The Neo-Platonic philosopher, Plotinus, has a remarkable passage in which he makes it clear why the soul or god in man was under the necessity of taking incarnation in an animal body. As I regard this passage as the clearest statement of the philosophy of incarnation ever given, I take the liberty of quoting it:
"Thus although the soul have a divine nature, though she originate in the intelligible world, she enters into a body. Being of the lower divine, she descends here below by a voluntary inclination, for the purpose of developing her power and to adorn what is below her. If she flee promptly from here below, she does not need to regret having become acquainted with evil and knowing the nature of vice, nor having had the opportunity of manifesting her faculties. . . . Indeed the faculties of the soul would be useless if they slumbered continuously in incorporeal being without ever becoming actualized. The soul herself would be ignorant of what she possesses if her faculties did not manifest by procession, for everywhere it is the actualization that manifests the potentiality. Otherwise the latter would be completely hidden and obscured; or rather it would not really exist, and would not possess any reality. It is the variety of sense-effects which illustrates the greatness of the intelligible principle, whose nature publishes itself by the beauty of its works."
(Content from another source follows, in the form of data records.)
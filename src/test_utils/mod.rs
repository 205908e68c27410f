//! Test utilities shared across unit and route tests.
//!
//! This module provides:
//! - Test data factories for creating valid fixtures
//! - In-memory repository implementations for mocking persistence
//! - A builder for constructing `AppState` with test dependencies

mod app_state_builder;
mod factories;
mod mocks;

pub use app_state_builder::*;
pub use factories::*;
pub use mocks::*;
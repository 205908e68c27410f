use axum::{
    Json, Router,
    extract::State,
    http::{HeaderMap, StatusCode},
    response::IntoResponse,
    routing::{delete, get},
};
use axum_extra::extract::cookie::{Cookie, CookieJar, SameSite};
use serde::{Deserialize, Serialize};
use uuid::Uuid;

use crate::{
    adapters::http::{app_state::AppState, routes::current_user_id},
    app_error::AppResult,
    use_cases::user::{ReminderSettings, UserProfile},
};

pub fn router() -> Router<AppState> {
    Router::new()
        .route("/me", get(get_me))
        .route("/reminders", get(get_reminders).patch(update_reminders))
        .route("/delete", delete(delete_account))
}

#[derive(Serialize)]
#[serde(rename_all = "camelCase")]
pub struct ProfileResponse {
    pub id: Uuid,
    pub name: String,
    pub email: String,
    pub reminders_enabled: bool,
    pub default_reminder_days: i32,
}

impl From<UserProfile> for ProfileResponse {
    fn from(profile: UserProfile) -> Self {
        ProfileResponse {
            id: profile.id,
            name: profile.name,
            email: profile.email,
            reminders_enabled: profile.reminders_enabled,
            default_reminder_days: profile.default_reminder_days,
        }
    }
}

#[derive(Serialize)]
#[serde(rename_all = "camelCase")]
struct RemindersResponse {
    enabled: bool,
    days_before_due: i32,
}

#[derive(Deserialize)]
#[serde(rename_all = "camelCase")]
struct RemindersPayload {
    enabled: Option<bool>,
    days_before_due: Option<i32>,
}

async fn get_me(
    State(app_state): State<AppState>,
    cookies: CookieJar,
) -> AppResult<impl IntoResponse> {
    let user_id = current_user_id(&cookies, &app_state)?;
    let profile = app_state.auth_use_cases.profile(user_id).await?;
    Ok(Json(ProfileResponse::from(profile)))
}

async fn get_reminders(
    State(app_state): State<AppState>,
    cookies: CookieJar,
) -> AppResult<impl IntoResponse> {
    let user_id = current_user_id(&cookies, &app_state)?;
    let profile = app_state.auth_use_cases.profile(user_id).await?;
    Ok(Json(RemindersResponse {
        enabled: profile.reminders_enabled,
        days_before_due: profile.default_reminder_days,
    }))
}

async fn update_reminders(
    State(app_state): State<AppState>,
    cookies: CookieJar,
    Json(payload): Json<RemindersPayload>,
) -> AppResult<impl IntoResponse> {
    let user_id = current_user_id(&cookies, &app_state)?;
    let current = app_state.auth_use_cases.profile(user_id).await?;
    let settings = ReminderSettings {
        enabled: payload.enabled.unwrap_or(current.reminders_enabled),
        days_before_due: payload
            .days_before_due
            .unwrap_or(current.default_reminder_days),
    };
    let profile = app_state
        .auth_use_cases
        .update_reminder_settings(user_id, settings)
        .await?;
    Ok(Json(RemindersResponse {
        enabled: profile.reminders_enabled,
        days_before_due: profile.default_reminder_days,
    }))
}

async fn delete_account(
    State(app_state): State<AppState>,
    cookies: CookieJar,
) -> AppResult<(StatusCode, HeaderMap)> {
    let user_id = current_user_id(&cookies, &app_state)?;

    app_state.auth_use_cases.delete_account(user_id).await?;

    let mut headers = HeaderMap::new();
    let cookie = Cookie::build(("access_token", ""))
        .http_only(true)
        .same_site(SameSite::Lax)
        .path("/")
        .max_age(time::Duration::seconds(0))
        .build();
    headers.append("set-cookie", cookie.to_string().parse().unwrap());

    Ok((StatusCode::NO_CONTENT, headers))
}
We are on earth, then, to come to self-consciousness as divinities, but to do it by working through and with an animal. We are here to educate, refine, humanize and finally divinize, an animal! We are in bodies, which properly are not ours, but those of the animal soul, who is our appetitive or instinctual lower self. We are assigned the duty of "taming" this creature and conforming it to ways of intelligence and brotherhood. We must teach it the better way of curbing its savage instincts, its lusts and greed inherited from its wild experience in the animal orders, and must lead it upward to a final assimilation into the nature of the angel, its tutor. Little wonder the task can not be done in a single incarnation!
But how was the god to link his higher nature with the body of the animal so far below his stature? The very fundamentals of religion are interwoven with the answer to this question. For religions grew out of this relation between the god and his animal protege.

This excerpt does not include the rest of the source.